(Collected data)
◆ ◆ ◆
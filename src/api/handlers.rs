//! HTTP request handlers

use super::sse::sse_stream;
use super::types::{
    ErrorResponse, EventRequest, ItemsQuery, ItemsResponse, LocationRequest, ProfileResponse,
    ProposalsQuery, ProposalsResponse, RatingRequest, RatingResponse, RemovedResponse,
    SetActiveRequest, StatusRequest, UpdateUserRequest,
};
use super::AppState;
use crate::db::{Item, ItemId, NewRating, Proposal, ProposalId, ProposalStatus, User, UserId};
use crate::market::{ledger, profile, proposals, ErrorKind, MarketError};
use crate::runtime::{Notifier, StepOutcome};
use crate::state_machine::Outbound;
use axum::{
    extract::{Path, Query, State},
    http::StatusCode,
    response::{IntoResponse, Response},
    routing::{delete, get, post, put},
    Json, Router,
};

/// Create the API router
pub fn create_router(state: AppState) -> Router {
    Router::new()
        // Conversation engine
        .route("/api/users/:id/events", post(post_event))
        .route("/api/users/:id/notifications", get(stream_notifications))
        // Profile
        .route("/api/users/:id", get(get_profile).patch(update_profile))
        .route("/api/users/:id/location", put(update_location))
        // Items
        .route("/api/users/:id/items", get(list_user_items))
        .route("/api/items/:id/active", post(set_item_active))
        // Favorites
        .route("/api/users/:id/favorites", get(list_favorites))
        .route("/api/users/:id/favorites/:item_id", delete(remove_favorite))
        // Proposals and ratings
        .route("/api/users/:id/proposals/incoming", get(list_incoming))
        .route("/api/users/:id/proposals/outgoing", get(list_outgoing))
        .route("/api/proposals/:id/status", post(update_proposal_status))
        .route("/api/ratings", post(create_rating))
        .route("/version", get(get_version))
        .with_state(state)
}

// ============================================================
// Conversation Engine
// ============================================================

async fn post_event(
    State(state): State<AppState>,
    Path(user_id): Path<UserId>,
    Json(req): Json<EventRequest>,
) -> Json<StepOutcome> {
    let display_name = req
        .display_name
        .filter(|name| !name.trim().is_empty())
        .unwrap_or_else(|| format!("user {user_id}"));
    Json(state.engine.handle(user_id, &display_name, req.event).await)
}

async fn stream_notifications(
    State(state): State<AppState>,
    Path(user_id): Path<UserId>,
) -> impl IntoResponse {
    tracing::info!(user_id, "Notification stream opened");
    let rx = state.hub.subscribe(user_id).await;
    sse_stream(user_id, rx)
}

// ============================================================
// Profile
// ============================================================

async fn get_profile(
    State(state): State<AppState>,
    Path(user_id): Path<UserId>,
) -> Result<Json<ProfileResponse>, AppError> {
    let repo = state.repo();
    let user = profile::profile(repo, user_id).await?;
    let active_items = profile::user_items(repo, user_id, true).await?.len();
    let pending_incoming = proposals::incoming(repo, user_id, Some(ProposalStatus::Pending))
        .await?
        .len();
    Ok(Json(ProfileResponse {
        user,
        active_items,
        pending_incoming,
    }))
}

async fn update_profile(
    State(state): State<AppState>,
    Path(user_id): Path<UserId>,
    Json(req): Json<UpdateUserRequest>,
) -> Result<Json<User>, AppError> {
    let user = profile::update_field(state.repo(), user_id, req.field, &req.value).await?;
    Ok(Json(user))
}

async fn update_location(
    State(state): State<AppState>,
    Path(user_id): Path<UserId>,
    Json(req): Json<LocationRequest>,
) -> Result<Json<User>, AppError> {
    let user =
        profile::update_location(state.repo(), user_id, req.lat, req.lon, req.label.as_deref())
            .await?;
    Ok(Json(user))
}

// ============================================================
// Items and Favorites
// ============================================================

async fn list_user_items(
    State(state): State<AppState>,
    Path(user_id): Path<UserId>,
    Query(query): Query<ItemsQuery>,
) -> Result<Json<ItemsResponse>, AppError> {
    let items = profile::user_items(state.repo(), user_id, query.active_only).await?;
    Ok(Json(ItemsResponse { items }))
}

async fn set_item_active(
    State(state): State<AppState>,
    Path(item_id): Path<ItemId>,
    Json(req): Json<SetActiveRequest>,
) -> Result<Json<Item>, AppError> {
    let item = profile::set_item_active(state.repo(), item_id, req.user_id, req.active).await?;
    Ok(Json(item))
}

async fn list_favorites(
    State(state): State<AppState>,
    Path(user_id): Path<UserId>,
) -> Result<Json<ItemsResponse>, AppError> {
    let items = ledger::favorites(state.repo(), user_id).await?;
    Ok(Json(ItemsResponse { items }))
}

async fn remove_favorite(
    State(state): State<AppState>,
    Path((user_id, item_id)): Path<(UserId, ItemId)>,
) -> Result<Json<RemovedResponse>, AppError> {
    ledger::remove_favorite(state.repo(), user_id, item_id).await?;
    Ok(Json(RemovedResponse { removed: item_id }))
}

// ============================================================
// Proposals and Ratings
// ============================================================

async fn list_incoming(
    State(state): State<AppState>,
    Path(user_id): Path<UserId>,
    Query(query): Query<ProposalsQuery>,
) -> Result<Json<ProposalsResponse>, AppError> {
    let proposals = proposals::incoming(state.repo(), user_id, query.status).await?;
    Ok(Json(ProposalsResponse { proposals }))
}

async fn list_outgoing(
    State(state): State<AppState>,
    Path(user_id): Path<UserId>,
) -> Result<Json<ProposalsResponse>, AppError> {
    let proposals = proposals::outgoing(state.repo(), user_id).await?;
    Ok(Json(ProposalsResponse { proposals }))
}

async fn update_proposal_status(
    State(state): State<AppState>,
    Path(proposal_id): Path<ProposalId>,
    Json(req): Json<StatusRequest>,
) -> Result<Json<Proposal>, AppError> {
    let proposal = proposals::transition(state.repo(), proposal_id, req.actor_id, req.status).await?;

    // The write has committed; telling the other side is best-effort
    let counterpart = proposal.counterpart(req.actor_id);
    let message = Outbound::ProposalStatusChanged {
        proposal_id,
        status: proposal.status,
    };
    if let Err(e) = state.hub.deliver(counterpart, &message).await {
        tracing::warn!(user_id = counterpart, proposal_id, error = %e, "Notification not delivered");
    }
    Ok(Json(proposal))
}

async fn create_rating(
    State(state): State<AppState>,
    Json(req): Json<RatingRequest>,
) -> Result<Json<RatingResponse>, AppError> {
    let rating = NewRating {
        rater_id: req.rater_id,
        rated_id: req.rated_id,
        score: req.score,
        comment: req.comment,
        proposal_id: req.proposal_id,
    };
    let reputation = proposals::rate(state.repo(), &rating).await?;
    Ok(Json(RatingResponse {
        rated_id: rating.rated_id,
        reputation,
    }))
}

async fn get_version() -> impl IntoResponse {
    Json(serde_json::json!({ "version": env!("CARGO_PKG_VERSION") }))
}

// ============================================================
// Error Handling
// ============================================================

#[derive(Debug)]
pub(crate) enum AppError {
    BadRequest(String),
    Forbidden(String),
    NotFound(String),
    Conflict(String),
    Internal(String),
}

impl From<MarketError> for AppError {
    fn from(err: MarketError) -> Self {
        let message = err.to_string();
        match err.kind() {
            ErrorKind::Validation => AppError::BadRequest(message),
            ErrorKind::Forbidden => AppError::Forbidden(message),
            ErrorKind::NotFound => AppError::NotFound(message),
            ErrorKind::Conflict => AppError::Conflict(message),
            ErrorKind::Repository => {
                tracing::error!(error = %message, "Request failed in storage");
                AppError::Internal(message)
            }
        }
    }
}

impl IntoResponse for AppError {
    fn into_response(self) -> Response {
        let (status, kind, message) = match self {
            AppError::BadRequest(msg) => (StatusCode::BAD_REQUEST, ErrorKind::Validation, msg),
            AppError::Forbidden(msg) => (StatusCode::FORBIDDEN, ErrorKind::Forbidden, msg),
            AppError::NotFound(msg) => (StatusCode::NOT_FOUND, ErrorKind::NotFound, msg),
            AppError::Conflict(msg) => (StatusCode::CONFLICT, ErrorKind::Conflict, msg),
            AppError::Internal(msg) => (StatusCode::INTERNAL_SERVER_ERROR, ErrorKind::Repository, msg),
        };

        let body = Json(ErrorResponse::new(message, Some(kind)));
        (status, body).into_response()
    }
}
◆ ◆ ◆
§ **Problem to work on**: Only the lines from the beginning of the data above through the line containing "use super::AppState;" should be repeated, exactly as they appear.

§ **Solution for this problem**:
filename src/api/handlers.rs
//! HTTP request handlers

use super::sse::sse_stream;
use super::types::{
    ErrorResponse, EventRequest, ItemsQuery, ItemsResponse, LocationRequest, ProfileResponse,
    ProposalsQuery, ProposalsResponse, RatingRequest, RatingResponse, RemovedResponse,
    SetActiveRequest, StatusRequest, UpdateUserRequest,
};
use super::AppState;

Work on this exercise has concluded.